Article 10 represents a fundamental protection of the hard-won right to freedom of expression, which is one of the cornerstones of our civilisation. We exercise this right every day without thinking about it: it provides a legal basis for our ability to debate and to disagree and to speak our minds within the law without fear of prosecution or police harassment.
The law recognises that we have a duty to behave responsibly and to respect other people’s right and the authorities may restrict this right; for example, to prevent disorder and crime, to protect the rights and reputations of others (for example, to prevent defamation), and to prevent the disclosure of personal information.
Article 10 enables us all to comment upon and criticise people, groups, governments and ideas without fear of prosecution. This bedrock of modern, democratic society is under threat from the authorities, who are warning people to watch what they say or tweet even though they have not broken the law. Read some case studies here.

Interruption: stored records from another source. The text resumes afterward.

//! In-memory `ContainerEngine` for tests.

use std::collections::{HashMap, HashSet};
use std::sync::{Arc, Mutex, MutexGuard, PoisonError};
use std::time::Duration;

use async_trait::async_trait;
use dbdock_common::{ContainerRecord, ContainerState, ImageRef};
use futures::stream::{self, BoxStream, StreamExt};
use tokio::io::DuplexStream;
use tokio::sync::Semaphore;

use crate::engine::{ContainerEngine, ContainerSpec, EngineError, LogOptions, LogReader, PullProgress};

#[derive(Debug, Clone, Copy, Default, PartialEq, Eq)]
pub struct CallCounts {
    pub creates: usize,
    pub starts: usize,
    pub unpauses: usize,
    pub stops: usize,
    pub pulls: usize,
    pub log_opens: usize,
}

#[derive(Default)]
struct FakeState {
    next_id: u64,
    containers: HashMap<String, ContainerRecord>,
    specs: Vec<ContainerSpec>,
    images: HashSet<String>,
    pull_script: Vec<PullProgress>,
    pull_error: Option<String>,
    unavailable: Option<String>,
    scripted_logs: HashMap<String, Vec<u8>>,
    log_writers: HashMap<String, DuplexStream>,
    fail_logs: bool,
    create_gates: HashMap<String, Arc<Semaphore>>,
    last_log_options: Option<LogOptions>,
    calls: CallCounts,
}

/// Records every call and keeps containers, images and live log pipes in
/// memory.
#[derive(Default)]
pub struct FakeEngine {
    state: Mutex<FakeState>,
}

impl FakeEngine {
    pub fn new() -> Self {
        Self::default()
    }

    fn state(&self) -> MutexGuard<'_, FakeState> {
        self.state.lock().unwrap_or_else(PoisonError::into_inner)
    }

    pub fn calls(&self) -> CallCounts {
        self.state().calls
    }

    pub fn creates(&self) -> usize {
        self.calls().creates
    }

    pub fn pulls(&self) -> usize {
        self.calls().pulls
    }

    pub fn created_specs(&self) -> Vec<ContainerSpec> {
        self.state().specs.clone()
    }

    pub fn last_log_options(&self) -> Option<LogOptions> {
        self.state().last_log_options.clone()
    }

    pub fn add_image(&self, image: &ImageRef) {
        self.state().images.insert(image.to_string());
    }

    pub fn has_image(&self, image: &ImageRef) -> bool {
        self.state().images.contains(&image.to_string())
    }

    pub fn script_pull(&self, events: Vec<PullProgress>) {
        self.state().pull_script = events;
    }

    pub fn fail_pull(&self, message: &str) {
        self.state().pull_error = Some(message.to_string());
    }

    pub fn set_unavailable(&self, message: Option<&str>) {
        self.state().unavailable = message.map(str::to_string);
    }

    pub fn fail_logs(&self, fail: bool) {
        self.state().fail_logs = fail;
    }

    /// Registers an existing container and returns its id.
    pub fn insert_container(&self, name: &str, state: ContainerState) -> String {
        let mut guard = self.state();
        let id = next_id(&mut guard);
        guard.containers.insert(
            id.clone(),
            ContainerRecord {
                id: id.clone(),
                name: name.to_string(),
                state,
            },
        );
        id
    }

    pub fn set_state(&self, id: &str, state: ContainerState) {
        if let Some(record) = self.state().containers.get_mut(id) {
            record.state = state;
        }
    }

    pub fn remove_container(&self, id: &str) {
        self.state().containers.remove(id);
    }

    pub fn container_state(&self, id: &str) -> Option<ContainerState> {
        self.state().containers.get(id).map(|r| r.state.clone())
    }

    /// Serves `bytes` once, then EOF, the next time logs of `id` are opened.
    pub fn script_logs(&self, id: &str, bytes: Vec<u8>) {
        self.state().scripted_logs.insert(id.to_string(), bytes);
    }

    /// Takes the writing end of the live log pipe opened for `id`.
    pub fn take_log_writer(&self, id: &str) -> Option<DuplexStream> {
        self.state().log_writers.remove(id)
    }

    /// Makes creates of `name` wait for a permit on the returned semaphore.
    pub fn gate_create(&self, name: &str) -> Arc<Semaphore> {
        let gate = Arc::new(Semaphore::new(0));
        self.state().create_gates.insert(name.to_string(), gate.clone());
        gate
    }

    fn check_available(&self) -> Result<(), EngineError> {
        match &self.state().unavailable {
            Some(message) => Err(EngineError::Unavailable(message.clone())),
            None => Ok(()),
        }
    }
}

fn next_id(state: &mut FakeState) -> String {
    state.next_id += 1;
    format!("{:012x}", 0xc0ffee_0000u64 + state.next_id)
}

fn not_found(id: &str) -> EngineError {
    EngineError::Api {
        status: 404,
        message: format!("No such container: {id}"),
    }
}

#[async_trait]
impl ContainerEngine for FakeEngine {
    async fn ping(&self) -> Result<(), EngineError> {
        self.check_available()
    }

    async fn find_container(&self, name: &str) -> Result<Option<ContainerRecord>, EngineError> {
        self.check_available()?;
        Ok(self.state().containers.values().find(|r| r.name == name).cloned())
    }

    async fn inspect_container(&self, id: &str) -> Result<Option<ContainerRecord>, EngineError> {
        self.check_available()?;
        Ok(self.state().containers.get(id).cloned())
    }

    async fn create_container(&self, spec: &ContainerSpec) -> Result<String, EngineError> {
        self.check_available()?;
        let gate = self.state().create_gates.get(&spec.name).cloned();
        if let Some(gate) = gate {
            gate.acquire()
                .await
                .map_err(|e| EngineError::Other(e.to_string()))?
                .forget();
        }

        let mut state = self.state();
        state.calls.creates += 1;
        if state.containers.values().any(|r| r.name == spec.name) {
            return Err(EngineError::Api {
                status: 409,
                message: format!("Conflict. The container name \"/{}\" is already in use", spec.name),
            });
        }
        let id = next_id(&mut state);
        state.containers.insert(
            id.clone(),
            ContainerRecord {
                id: id.clone(),
                name: spec.name.clone(),
                state: ContainerState::Created,
            },
        );
        state.specs.push(spec.clone());
        Ok(id)
    }

    async fn start_container(&self, id: &str) -> Result<(), EngineError> {
        self.check_available()?;
        let mut state = self.state();
        state.calls.starts += 1;
        let record = state.containers.get_mut(id).ok_or_else(|| not_found(id))?;
        record.state = ContainerState::Running;
        Ok(())
    }

    async fn unpause_container(&self, id: &str) -> Result<(), EngineError> {
        self.check_available()?;
        let mut state = self.state();
        state.calls.unpauses += 1;
        let record = state.containers.get_mut(id).ok_or_else(|| not_found(id))?;
        if record.state != ContainerState::Paused {
            return Err(EngineError::Api {
                status: 409,
                message: format!("Container {id} is not paused"),
            });
        }
        record.state = ContainerState::Running;
        Ok(())
    }

    async fn stop_container(&self, id: &str, _grace: Duration) -> Result<(), EngineError> {
        self.check_available()?;
        let mut state = self.state();
        state.calls.stops += 1;
        let record = state.containers.get_mut(id).ok_or_else(|| not_found(id))?;
        record.state = ContainerState::Exited;
        // The daemon closes follow streams when the container stops.
        state.log_writers.remove(id);
        Ok(())
    }

    async fn image_exists(&self, image: &ImageRef) -> Result<bool, EngineError> {
        self.check_available()?;
        Ok(self.state().images.contains(&image.to_string()))
    }

    fn pull_image(&self, image: &ImageRef) -> BoxStream<'static, Result<PullProgress, EngineError>> {
        let mut state = self.state();
        state.calls.pulls += 1;
        if let Some(message) = state.unavailable.clone() {
            return stream::once(async move { Err(EngineError::Unavailable(message)) }).boxed();
        }
        let mut events: Vec<Result<PullProgress, EngineError>> =
            state.pull_script.iter().cloned().map(Ok).collect();
        match state.pull_error.clone() {
            Some(message) => events.push(Err(EngineError::Api { status: 404, message })),
            None => {
                state.images.insert(image.to_string());
            }
        }
        stream::iter(events).boxed()
    }

    async fn container_logs(&self, id: &str, options: &LogOptions) -> Result<LogReader, EngineError> {
        self.check_available()?;
        let mut state = self.state();
        state.calls.log_opens += 1;
        state.last_log_options = Some(options.clone());
        if state.fail_logs {
            return Err(EngineError::Api {
                status: 500,
                message: "logs unavailable".to_string(),
            });
        }
        if !state.containers.contains_key(id) {
            return Err(not_found(id));
        }
        if let Some(bytes) = state.scripted_logs.remove(id) {
            return Ok(Box::new(std::io::Cursor::new(bytes)));
        }
        let (writer, reader) = tokio::io::duplex(64 * 1024);
        state.log_writers.insert(id.to_string(), writer);
        Ok(Box::new(reader))
    }
}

It is not just what the police are doing that is at issue: it is what they are not doing.
Aside from the individual cases that we have compiled on this site, Fair Cop is deeply concerned about the threat to freedom of assembly, especially the actions of activists opposed to gender critical feminists. In the last year, we have seen several alarming examples of activists who have physically prevented women from entering meetings, especially those convened by A Woman’s Place (WPUK) – a group led by feminists who are opposed to changes in the Gender Recognition Act.
What’s more WPUK has suffered bomb threats, targeted harassment of their venues demanding that they cancel meetings and even physical altercations. Police responses to these incidents have been woefully inadequate.
Fair Cop calls on the police to respect the law and to treat everyone equally, fairly – and in accordance to the law.